Regulation of somatic stem cell and niche precursor fates and proliferation of by Wnt, JAK-STAT, Hedgehog and Hippo/Yorkie pathways during Drosophila pupal ovary development resembles the signaling framework organizing adult stem cell behavior.

Follicle Stem Cells (FSCs) in the germarium of a Drosophila melanogaster ovary are maintained through independent regulation of division and differentiation. Adult FSCs can become proliferative Follicle Cells (FCs) to the posterior, or quiescent Escort Cells (ECs) to the anterior. Graded extracellular Hedgehog (Hh) and Wnt signals emanate from cells anterior to FSCs (Cap Cells and ECs) to guide these behaviors together with an inverse JAK-STAT pathway stimulated by ligand from a more posterior source (polar FCs).

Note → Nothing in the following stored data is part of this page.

/// Generate accessors for fields of [`crate::global_state::Globals`].
///
/// Usage:
/// `global_signals! {
///     pub current_route => route: Route,
///     auth_state => auth: AuthState,
/// }`
#[macro_export]
macro_rules! global_signals {
    ( $( $vis:vis $name:ident => $field:ident : $ty:ty ),+ $(,)? ) => {
        $(
            $vis fn $name() -> ::leptos::RwSignal<$ty> {
                $crate::global_state::globals().$field
            }
        )+
    };
}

Here we used lineage analyses to investigate the role of those signals in the development of ECs, FSCs and FCs from a common set of precursors during pupation. Previous studies found that the most anterior precursors divide slowest, with quiescence spreading to all future ECs from the anterior, FSCs are specified simply by their location at eclosion, and the first FCs derive from a group of cells that accumulates posterior to the developing germline over the first 48h of pupation. We now show that the latter cells derive from migration of precursors out of the developing germarium. We also found that Wnt pathway activity favored conversion of precursors to more anterior adult derivatives, while JAK-STAT pathway activity favored posterior outcomes. Wnt pathway activity increased over the first 48h and maintained a graded pattern throughout pupation, terminating at the anterior extent of FC specification, commensurate with Wnt pathway activity continuously opposing FC formation. JAK-STAT pathway activity was consistently lowest in anterior cells, indicating a posterior source early in pupation prior to formation of the first polar FCs. Precursor division was promoted by JAK-STAT signaling and also by Hh signaling, acting through transcriptional induction of yorkie. Faster division favored a precursor becoming an FSC, as seen for FSC lineage maintenance in adults.